Given records Block Start
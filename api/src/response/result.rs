use serde_json::Value;

/// What a successful call produced.
#[derive(Debug, Clone, PartialEq)]
pub enum RunResult {
    /// 204 or an empty body.
    Empty,
    /// One decoded JSON document.
    Json(Value),
    /// Every record of a streaming response, in arrival order.
    Records(Vec<Value>),
}

impl RunResult {
    pub fn is_empty(&self) -> bool {
        matches!(self, Self::Empty)
    }

    /// Returns the decoded document, if this is a single-document result.
    pub fn as_json(&self) -> Option<&Value> {
        match self {
            Self::Json(value) => Some(value),
            _ => None,
        }
    }

    /// Returns the records, if this is a streaming result.
    pub fn records(&self) -> Option<&[Value]> {
        match self {
            Self::Records(records) => Some(records),
            _ => None,
        }
    }

    /// Collapses into one JSON value: `null`, the document, or an array of
    /// records.
    pub fn into_json(self) -> Value {
        match self {
            Self::Empty => Value::Null,
            Self::Json(value) => value,
            Self::Records(records) => Value::Array(records),
        }
    }
}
Given records Block End
**Task**
From first line to last, transcribe the material exactly.

**Response to the task**
filename api/src/response/result.rs
use serde_json::Value;

/// What a successful call produced.
#[derive(Debug, Clone, PartialEq)]
pub enum RunResult {
    /// 204 or an empty body.
    Empty,
    /// One decoded JSON document.
    Json(Value),
    /// Every record of a streaming response, in arrival order.
    Records(Vec<Value>),
}

impl RunResult {
    pub fn is_empty(&self) -> bool {
        matches!(self, Self::Empty)
    }

    /// Returns the decoded document, if this is a single-document result.
    pub fn as_json(&self) -> Option<&Value> {
        match self {
            Self::Json(value) => Some(value),
            _ => None,
        }
    }

    /// Returns the records, if this is a streaming result.
    pub fn records(&self) -> Option<&[Value]> {
        match self {
            Self::Records(records) => Some(records),
            _ => None,
        }
    }

    /// Collapses into one JSON value: `null`, the document, or an array of
    /// records.
    pub fn into_json(self) -> Value {
        match self {
            Self::Empty => Value::Null,
            Self::Json(value) => value,
            Self::Records(records) => Value::Array(records),
        }
    }
}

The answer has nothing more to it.